Opinión

¿El candidato o el presidente?

Escucha esta nota aquí

El poder genera su propio exceso, que debe aniquilar en una operación que ha de imitar aquello contra lo que lucha, es decir, repudia públicamente determinadas prácticas no inscritas, pero las avala subrepticiamente. Esto es lo que Slavoj Zizek, en su manera de entender el poder, denomina como: “transgresión inherente”.

El candidato o el presidente, ¿cuál de estas funciones pesa más en esta vorágine electoral, donde los intereses de seguir en el poder son más fuertes que las obligaciones públicas? ¿Hasta qué punto llega el compromiso de un candidato con su país, dentro de una coyuntura polarizada a escala mundial, con pronunciamientos por el medioambiente, despidos, inflación y la corrupción de un modelo económico basado en la voracidad de un sistema que muestra su peor cara?

Dos escenarios diferentes: por un lado, Mauricio Macri, digno representante de las políticas del FMI, neoliberal confeso, candidato a la repostulación por la presidencia de Argentina, propone en su discurso que la única manera de sacar a la Argentina de la debacle en que se encuentra sumida es recurrir a préstamos de fondos buitres. Por el otro, Evo Morales, acérrimo populista, autodenominado defensor de la madre tierra, paradójicamente aliado con el extractivismo, la agroindustria y la minería, va en pos de su cuarta reelección a la presidencia de Bolivia, con una política basada en la exportación de materias primas y, en su último periodo, preconizando la industria para darle a la materia prima valor agregado, concretamente al gas.

Primera similitud: Ambos en situación de candidatos y presidentes.

Morales, con un discurso candente desde el inicio de su Gobierno en pro de la madre tierra, cae en contradicciones, pisoteando uno de los pilares del Estado. Ser candidato para él fue descuidarse del medioambiente y de las entidades que son funcionales al Estado, como la ABT y el INRA, las cuales protegen a un agronegocio que solo quiere expandirse al costo que sea.

Macri, con políticas de un costo social altísimo, en el inicio de su Gobierno, pide a los argentinos apretarse los cinturones; pero solo a las clases más vulnerables. El candidato, después de las votaciones de las PASO, toma un revanchismo contra la gente que apoyó a su contrincante y en un día devalúa la moneda hasta un 7,5%, dejando a 500.000 nuevos pobres.

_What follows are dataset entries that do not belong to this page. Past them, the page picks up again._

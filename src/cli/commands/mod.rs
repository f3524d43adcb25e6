//! CLI command implementations.

pub mod ingest;
pub mod query;
pub mod reset;
pub mod serve;
//! `ingest-file` and `ingest-text` command handlers

use anyhow::{bail, Context, Result};
use serde::Serialize;
use serde_json::json;

use crate::cli::output::{output, CommandOutput, TableFormatter};
use crate::cli::types::{ChunkingArgs, IngestFileArgs, IngestTextArgs};
use crate::domain::models::{BatchIngestReport, IngestOptions, IngestReport, Source};
use crate::services::{has_glob_meta, RagService};

impl ChunkingArgs {
    fn to_options(&self, default_overlap: usize) -> IngestOptions {
        IngestOptions {
            chunk_size: self.chunk_size,
            chunk_overlap: self.chunk_overlap.unwrap_or(default_overlap),
            source_name: None,
            tags: self.tags.clone(),
        }
    }
}

#[derive(Debug, Serialize)]
pub struct BatchIngestOutput {
    pub report: BatchIngestReport,
}

impl CommandOutput for BatchIngestOutput {
    fn to_human(&self) -> String {
        if self.report.is_empty() {
            return "No files matched.".to_string();
        }
        format!(
            "{}\n{}",
            TableFormatter::new().format_batch_report(&self.report),
            self.report.summary()
        )
    }

    fn to_json(&self) -> serde_json::Value {
        json!({
            "succeeded": self.report.succeeded,
            "failed": self.report.failed,
        })
    }
}

#[derive(Debug, Serialize)]
pub struct IngestOutput {
    pub report: IngestReport,
}

impl CommandOutput for IngestOutput {
    fn to_human(&self) -> String {
        let report = &self.report;
        if report.chunks_ingested == 0 {
            return format!("No text content to ingest from {}.", report.source);
        }
        format!(
            "Ingested {} chunk(s) from {} (chunk size {}).",
            report.chunks_ingested, report.source, report.effective_chunk_size
        )
    }

    fn to_json(&self) -> serde_json::Value {
        json!(self.report)
    }
}

/// Handle `ingest-file`.
///
/// A single plain path with `--source-name` is ingested on its own and any
/// error is fatal. Everything else goes through batch ingestion, which exits
/// non-zero only when no file at all was ingested.
pub async fn handle_ingest_file(
    service: &RagService,
    args: IngestFileArgs,
    default_overlap: usize,
    json: bool,
) -> Result<()> {
    let options = args.chunking.to_options(default_overlap);

    if let (Some(source_name), [path]) = (&args.source_name, args.paths.as_slice()) {
        if !has_glob_meta(path) {
            let options = options.with_source_name(source_name.clone());
            let report = service
                .ingest(Source::file(path), &options)
                .await
                .with_context(|| format!("Failed to ingest {path}"))?;
            output(&IngestOutput { report }, json);
            return Ok(());
        }
    }

    if args.source_name.is_some() {
        tracing::warn!("--source-name is ignored when ingesting more than one file");
    }

    let report = service.ingest_many(&args.paths, &options).await;
    let nothing_ingested = report.succeeded.is_empty();
    output(&BatchIngestOutput { report }, json);

    if nothing_ingested {
        bail!("No files were ingested");
    }
    Ok(())
}

/// Handle `ingest-text`.
pub async fn handle_ingest_text(
    service: &RagService,
    args: IngestTextArgs,
    default_overlap: usize,
    json: bool,
) -> Result<()> {
    let mut options = args.chunking.to_options(default_overlap);
    options.source_name = args.source_name;

    let report = service
        .ingest(Source::literal(args.text), &options)
        .await
        .context("Failed to ingest text")?;

    output(&IngestOutput { report }, json);
    Ok(())
}
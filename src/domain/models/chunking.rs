//! Ingestion domain models
//!
//! What gets ingested ([`Source`]), how it is split ([`IngestOptions`]) and the
//! metadata attached to every stored chunk ([`ChunkMetadata`]).

use super::embedding::{Metadata, MetadataValue};
use crate::domain::errors::{RagError, RagResult};
use serde::{Deserialize, Serialize};
use std::path::PathBuf;

/// Default token overlap between consecutive chunks.
pub const DEFAULT_CHUNK_OVERLAP: usize = 50;

/// Source name used for literal text ingested without an explicit name.
pub const STRING_INPUT_SOURCE: &str = "string_input";

/// Separator used when tags are flattened into scalar store metadata.
pub const TAG_SEPARATOR: char = ',';

/// Metadata keys written to the vector store.
pub mod keys {
    pub const SOURCE: &str = "source";
    pub const CHUNK_INDEX: &str = "chunk_index";
    pub const TIMESTAMP: &str = "timestamp";
    pub const TAGS: &str = "tags";
}

/// Something that can be ingested.
#[derive(Debug, Clone, PartialEq, Eq)]
pub enum Source {
    /// A plain-text file on disk.
    File(PathBuf),
    /// Literal text, optionally named.
    Literal { text: String, name: Option<String> },
}

impl Source {
    pub fn file(path: impl Into<PathBuf>) -> Self {
        Self::File(path.into())
    }

    pub fn literal(text: impl Into<String>) -> Self {
        Self::Literal {
            text: text.into(),
            name: None,
        }
    }

    pub fn named_literal(text: impl Into<String>, name: impl Into<String>) -> Self {
        Self::Literal {
            text: text.into(),
            name: Some(name.into()),
        }
    }

    /// Resolve the name recorded as `source` on every chunk.
    ///
    /// An explicit override wins, then the literal's own name, then the file
    /// path, then [`STRING_INPUT_SOURCE`].
    pub fn resolve_name(&self, explicit: Option<&str>) -> String {
        if let Some(name) = explicit {
            return name.to_string();
        }
        match self {
            Self::File(path) => path.display().to_string(),
            Self::Literal {
                name: Some(name), ..
            } => name.clone(),
            Self::Literal { name: None, .. } => STRING_INPUT_SOURCE.to_string(),
        }
    }
}

/// Per-call ingestion options.
#[derive(Debug, Clone, PartialEq, Eq, Serialize, Deserialize)]
pub struct IngestOptions {
    /// Requested chunk size in tokens; `None` uses the model limit.
    #[serde(default)]
    pub chunk_size: Option<usize>,

    /// Tokens shared between consecutive chunks.
    #[serde(default = "default_chunk_overlap")]
    pub chunk_overlap: usize,

    /// Overrides the resolved source name.
    #[serde(default)]
    pub source_name: Option<String>,

    #[serde(default)]
    pub tags: Vec<String>,
}

const fn default_chunk_overlap() -> usize {
    DEFAULT_CHUNK_OVERLAP
}

impl Default for IngestOptions {
    fn default() -> Self {
        Self {
            chunk_size: None,
            chunk_overlap: DEFAULT_CHUNK_OVERLAP,
            source_name: None,
            tags: Vec::new(),
        }
    }
}

impl IngestOptions {
    pub fn with_chunk_size(mut self, chunk_size: usize) -> Self {
        self.chunk_size = Some(chunk_size);
        self
    }

    pub fn with_chunk_overlap(mut self, chunk_overlap: usize) -> Self {
        self.chunk_overlap = chunk_overlap;
        self
    }

    pub fn with_source_name(mut self, name: impl Into<String>) -> Self {
        self.source_name = Some(name.into());
        self
    }

    pub fn with_tags<I, S>(mut self, tags: I) -> Self
    where
        I: IntoIterator<Item = S>,
        S: Into<String>,
    {
        self.tags = tags.into_iter().map(Into::into).collect();
        self
    }
}

/// Trim tags, drop blank ones and reject tags that cannot survive the
/// comma-joined storage form.
pub fn normalize_tags(tags: &[String]) -> RagResult<Vec<String>> {
    let mut normalized = Vec::with_capacity(tags.len());
    for tag in tags {
        let tag = tag.trim();
        if tag.is_empty() {
            continue;
        }
        if tag.contains(TAG_SEPARATOR) {
            return Err(RagError::InvalidArgument(format!(
                "tag '{tag}' must not contain '{TAG_SEPARATOR}'"
            )));
        }
        normalized.push(tag.to_string());
    }
    Ok(normalized)
}

/// Metadata attached to one stored chunk.
#[derive(Debug, Clone, PartialEq, Eq, Serialize, Deserialize)]
pub struct ChunkMetadata {
    pub source: String,

    /// Position of the chunk within its source (0-based, contiguous).
    pub chunk_index: usize,

    /// RFC 3339 timestamp shared by every chunk of one ingest call.
    pub timestamp: String,

    #[serde(default, skip_serializing_if = "Vec::is_empty")]
    pub tags: Vec<String>,
}

impl ChunkMetadata {
    /// Flatten into the scalar map persisted by the store.
    ///
    /// Tags are joined with [`TAG_SEPARATOR`]; no `tags` key is written when
    /// there are none.
    pub fn to_metadata(&self) -> Metadata {
        let mut map = Metadata::new();
        map.insert(keys::SOURCE.into(), MetadataValue::from(self.source.as_str()));
        map.insert(
            keys::CHUNK_INDEX.into(),
            MetadataValue::Int(i64::try_from(self.chunk_index).unwrap_or(i64::MAX)),
        );
        map.insert(
            keys::TIMESTAMP.into(),
            MetadataValue::from(self.timestamp.as_str()),
        );
        if !self.tags.is_empty() {
            let joined = self.tags.join(&TAG_SEPARATOR.to_string());
            map.insert(keys::TAGS.into(), MetadataValue::String(joined));
        }
        map
    }

    /// Rebuild from a stored scalar map. Missing keys fall back to empty values.
    pub fn from_metadata(map: &Metadata) -> Self {
        let text = |key: &str| {
            map.get(key)
                .map(MetadataValue::to_display_string)
                .unwrap_or_default()
        };

        let chunk_index = match map.get(keys::CHUNK_INDEX) {
            Some(MetadataValue::Int(i)) => usize::try_from(*i).unwrap_or_default(),
            Some(MetadataValue::String(s)) => s.parse().unwrap_or_default(),
            _ => 0,
        };

        let tags = text(keys::TAGS)
            .split(TAG_SEPARATOR)
            .map(str::trim)
            .filter(|t| !t.is_empty())
            .map(String::from)
            .collect();

        Self {
            source: text(keys::SOURCE),
            chunk_index,
            timestamp: text(keys::TIMESTAMP),
            tags,
        }
    }
}
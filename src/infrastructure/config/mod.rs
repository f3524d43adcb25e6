//! Configuration management infrastructure
//!
//! Hierarchical configuration using figment:
//! - YAML file loading
//! - Environment variable overrides
//! - Configuration validation

pub mod loader;

pub use loader::{ConfigError, ConfigLoader, DEFAULT_CONFIG_FILE, ENV_PREFIX};
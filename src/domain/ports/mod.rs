//! Port trait definitions (Hexagonal Architecture)
//!
//! Async trait interfaces that infrastructure adapters implement:
//! - EmbeddingModel: text to vectors
//! - VectorStore: persistence and similarity search
//! - TextExtractor: document to plain text
//!
//! The orchestrator only sees these traits, so any adapter can be swapped in.

pub mod document;
pub mod embedding;
pub mod vector_store;

pub use document::TextExtractor;
pub use embedding::EmbeddingModel;
pub use vector_store::VectorStore;
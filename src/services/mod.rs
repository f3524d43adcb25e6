pub mod rag_service;

pub use rag_service::{has_glob_meta, resolve_chunk_size, RagService, DEFAULT_NUM_RESULTS};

Morales, manejando bicicleta en campaña electoral, desestima los 10 días continuos de incendio voraz que han arrasado con 500.000 hectáreas del bosque seco chiquitano, y decide enviar a sus poco eficaces ministros de Defensa y de la Presidencia, quienes sobrevuelan el lugar y le pasan un informe que no hace más que confundirlo: decide que necesita verlo él mismo.

Segunda similitud: Morales manejando bicicleta y Macri hundiéndose en su rabia, ambos demostrando sus miserias por permanecer en puestos públicos.

Tercera similitud: Macri, en la resaca de su rabia decreta leyes de 3 meses de duración, que no harán más que realentar el desmoronamiento financiero. Morales, después de ver la tragedia con sus propios ojos, dice que el incendio no se puede controlar y en lugar de declarar zona de desastre como corresponde para recibir ayuda internacional, reparte alimentos en evidente campaña electoral. Su decisión va a provocar una crisis ambiental sin precedentes.

Cuarta similitud: Ambos, el neoliberal y el populista terminan pisoteando con soberbia los ideales que defendieron al inicio de su campaña. Dos visiones del Estado aparente, antagónicas entre sí, dejan de serlo y caen en una similitud siniestra: La angurria de poder y la irresponsabilidad en sus mandatos.